Lastly, we developed a prognostic nomogram based on the clinical parameters and ARGs signature. Nomogram has been widely used in oncology and medicine, which is a steady and credible tool through combining independent risk factors in a certain disease for their intuitive presentation [44,45,46,47,48]. Based on individual patients’ TNM stage, age and ARGs signature, our nomogram generates a numerical possibility for the overall survival. More importantly, this is the first nomogram to incorporate ARGs signature for the prediction of melanoma prognosis and has a better ability to predict the 3- and 5-year overall survival rates with higher AUC values than ARGs signature, TNM stage system or age alone. DCA is a well-established tool to evaluate the clinical value of models across a range of threshold probabilities to facilitate decisions about test selection and use [21, 22]. DCA also showed that our nomogram added more net benefit than traditional TNM stage system in melanoma prognosis prediction for 3- and 5-year overall survival rates. These findings suggested that our nomogram had a better predictive function in melanoma prognosis than TNM stage system.

Our nomogram is easy to be applied in clinic practice. Using our nomogram, clinician could give an accurate number for patient’s survival probability. For example, if the age, ARGs signature and TNM stage of a melanoma patient were 60 years old, − 2.0 and stage III, respectively, the corresponding points for age, ARGs signature and TNM stage were 32, 45 and 25 respectively. The total points value for this patient was 102. The 3-year and 5-year survival probability is about 36 and 20%, suggesting the poor prognosis in the patient. More precise individual treatment strategies should be taken for the patient including more aggressive treatment and closer follow-up.

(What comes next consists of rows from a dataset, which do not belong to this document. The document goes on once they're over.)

//! # Forge Transport
//!
//! Issues single remote-invocation requests against one endpoint.
//!
//! The [`HttpTransport`] implements [`forge_core::Transport`] over HTTP(S)
//! with `reqwest`: a JSON `POST` per task, an optional bearer token, a
//! per-request timeout, and classification of every failure into
//! [`forge_core::TransportError`].

#![forbid(unsafe_code)]
#![warn(missing_docs)]

pub mod http;
pub mod wire;

pub use http::{HttpTransport, HttpTransportBuilder, DEFAULT_HEALTH_PATH, DEFAULT_PATH};
pub use wire::{WireError, WireErrorBody, WireRequest, WireResponse};
//! Proxy lifecycle events and emitters.
//!
//! The proxy reports what it does through [`EventEmitter`] so observers
//! (logging, metrics, test probes) can subscribe without the core depending
//! on any of them.

use crate::attempt::{AttemptOutcome, AttemptRecord};
use crate::types::CallId;
use chrono::{DateTime, Utc};
use serde::{Deserialize, Serialize};
use std::sync::Arc;
use tokio::sync::broadcast;

/// Event emitted by a remote agent proxy
#[derive(Debug, Clone, PartialEq, Serialize, Deserialize)]
#[serde(tag = "type", rename_all = "snake_case")]
pub enum ProxyEvent {
    /// An attempt against an endpoint is about to start
    AttemptStarted {
        /// Agent name
        agent: String,
        /// Call correlation ID
        call_id: CallId,
        /// Endpoint URL
        endpoint: String,
        /// 1-based attempt number within the call
        attempt: u32,
        /// Timestamp
        timestamp: DateTime<Utc>,
    },
    /// An attempt failed
    AttemptFailed {
        /// Agent name
        agent: String,
        /// Call correlation ID
        call_id: CallId,
        /// Endpoint URL
        endpoint: String,
        /// 1-based attempt number within the call
        attempt: u32,
        /// Failure outcome
        outcome: AttemptOutcome,
        /// Attempt duration in milliseconds
        duration_ms: u64,
        /// Whether the proxy will fail over to another attempt
        will_failover: bool,
        /// Timestamp
        timestamp: DateTime<Utc>,
    },
    /// The call produced an output
    CallSucceeded {
        /// Agent name
        agent: String,
        /// Call correlation ID
        call_id: CallId,
        /// Endpoint that served the output
        endpoint: String,
        /// Number of attempts made
        attempts: u32,
        /// Attempt duration in milliseconds of the successful attempt
        duration_ms: u64,
        /// Timestamp
        timestamp: DateTime<Utc>,
    },
    /// The call was answered from the response cache
    CacheHit {
        /// Agent name
        agent: String,
        /// Call correlation ID
        call_id: CallId,
        /// Task fingerprint
        fingerprint: String,
        /// Timestamp
        timestamp: DateTime<Utc>,
    },
    /// Every permitted attempt failed
    CallExhausted {
        /// Agent name
        agent: String,
        /// Call correlation ID
        call_id: CallId,
        /// Every attempt made
        attempts: Vec<AttemptRecord>,
        /// Timestamp
        timestamp: DateTime<Utc>,
    },
    /// The call failed without exhausting its budget (auth or cancellation)
    CallFailed {
        /// Agent name
        agent: String,
        /// Call correlation ID
        call_id: CallId,
        /// Error code
        error_code: String,
        /// Error message
        message: String,
        /// Timestamp
        timestamp: DateTime<Utc>,
    },
}

impl ProxyEvent {
    /// Get the event type as a string
    #[must_use]
    pub fn event_type(&self) -> &'static str {
        match self {
            Self::AttemptStarted { .. } => "attempt_started",
            Self::AttemptFailed { .. } => "attempt_failed",
            Self::CallSucceeded { .. } => "call_succeeded",
            Self::CacheHit { .. } => "cache_hit",
            Self::CallExhausted { .. } => "call_exhausted",
            Self::CallFailed { .. } => "call_failed",
        }
    }

    /// Get the call this event belongs to
    #[must_use]
    pub fn call_id(&self) -> CallId {
        match self {
            Self::AttemptStarted { call_id, .. }
            | Self::AttemptFailed { call_id, .. }
            | Self::CallSucceeded { call_id, .. }
            | Self::CacheHit { call_id, .. }
            | Self::CallExhausted { call_id, .. }
            | Self::CallFailed { call_id, .. } => *call_id,
        }
    }

    /// Get the timestamp
    #[must_use]
    pub fn timestamp(&self) -> DateTime<Utc> {
        match self {
            Self::AttemptStarted { timestamp, .. }
            | Self::AttemptFailed { timestamp, .. }
            | Self::CallSucceeded { timestamp, .. }
            | Self::CacheHit { timestamp, .. }
            | Self::CallExhausted { timestamp, .. }
            | Self::CallFailed { timestamp, .. } => *timestamp,
        }
    }
}

/// Sink for proxy events
#[async_trait::async_trait]
pub trait EventEmitter: Send + Sync + std::fmt::Debug {
    /// Emit an event
    async fn emit(&self, event: ProxyEvent);

    /// Flush any buffered events
    async fn flush(&self) {}
}

/// Emitter that drops every event
#[derive(Debug, Clone, Default)]
pub struct NoOpEventEmitter;

#[async_trait::async_trait]
impl EventEmitter for NoOpEventEmitter {
    async fn emit(&self, _event: ProxyEvent) {}
}

/// Emitter that forwards to several emitters in order
#[derive(Debug, Default)]
pub struct CompositeEventEmitter {
    emitters: Vec<Arc<dyn EventEmitter>>,
}

impl CompositeEventEmitter {
    /// Create a new composite emitter
    #[must_use]
    pub fn new(emitters: Vec<Arc<dyn EventEmitter>>) -> Self {
        Self { emitters }
    }

    /// Add an emitter
    pub fn add(&mut self, emitter: Arc<dyn EventEmitter>) {
        self.emitters.push(emitter);
    }

    /// Number of wrapped emitters
    #[must_use]
    pub fn len(&self) -> usize {
        self.emitters.len()
    }

    /// Check if no emitters are wrapped
    #[must_use]
    pub fn is_empty(&self) -> bool {
        self.emitters.is_empty()
    }
}

#[async_trait::async_trait]
impl EventEmitter for CompositeEventEmitter {
    async fn emit(&self, event: ProxyEvent) {
        for emitter in &self.emitters {
            emitter.emit(event.clone()).await;
        }
    }

    async fn flush(&self) {
        for emitter in &self.emitters {
            emitter.flush().await;
        }
    }
}

/// Emitter that publishes events on a broadcast channel.
///
/// Subscribers that fall behind lose the oldest events; emitting never blocks.
#[derive(Debug, Clone)]
pub struct ChannelEventEmitter {
    sender: broadcast::Sender<ProxyEvent>,
}

impl ChannelEventEmitter {
    /// Create an emitter buffering up to `capacity` events per subscriber
    #[must_use]
    pub fn new(capacity: usize) -> Self {
        let (sender, _) = broadcast::channel(capacity.max(1));
        Self { sender }
    }

    /// Subscribe to future events
    #[must_use]
    pub fn subscribe(&self) -> broadcast::Receiver<ProxyEvent> {
        self.sender.subscribe()
    }

    /// Number of active subscribers
    #[must_use]
    pub fn subscriber_count(&self) -> usize {
        self.sender.receiver_count()
    }
}

#[async_trait::async_trait]
impl EventEmitter for ChannelEventEmitter {
    async fn emit(&self, event: ProxyEvent) {
        // No subscribers is not an error.
        let _ = self.sender.send(event);
    }
}
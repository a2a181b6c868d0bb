//! # Forge Core
//!
//! Core types, traits, and error handling for the Agent Forge A2A client.
//!
//! This crate provides the foundational types shared by every other crate:
//! - Task, output and fingerprint types
//! - Validated endpoint URLs
//! - Attempt records and outcomes
//! - The transport and proxy error taxonomy
//! - Proxy lifecycle events and the emitter trait
//! - The `Agent` execution contract and the `Transport` seam

#![forbid(unsafe_code)]
#![warn(missing_docs)]

pub mod agent;
pub mod attempt;
pub mod error;
pub mod events;
pub mod transport;
pub mod types;

// Re-export commonly used types
pub use agent::Agent;
pub use attempt::{AttemptOutcome, AttemptRecord};
pub use error::{ProxyError, ProxyResult, TransportError};
pub use events::{
    ChannelEventEmitter, CompositeEventEmitter, EventEmitter, NoOpEventEmitter, ProxyEvent,
};
pub use transport::Transport;
pub use types::{AgentOutput, CallId, EndpointUrl, Fingerprint, Task};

Admittedly, our study had several limitations. First, the clinical characteristics from TCGA and GEO datasets were limited. Some information such as therapy and tumor pathological feature was not involved in our study. Second, an external validation based on prospective, multicenter, large-scale clinical trials was necessary to confirm the prediction ability of the nomogram. Finally, we used differentially expressed ARGs to construct the ARGs signature model and nomogram, which could leave out some ARGs with prognostic value but without difference in their expression between melanoma and normal skin.

Conclusions

We detected and validated an ARGs signature model which could independently predict melanoma prognosis. Furthermore, we established and validated a novel prognostic nomogram with more accuracy than traditional TNM staging system for melanoma patients through combining both ARGs signature and clinical parameters.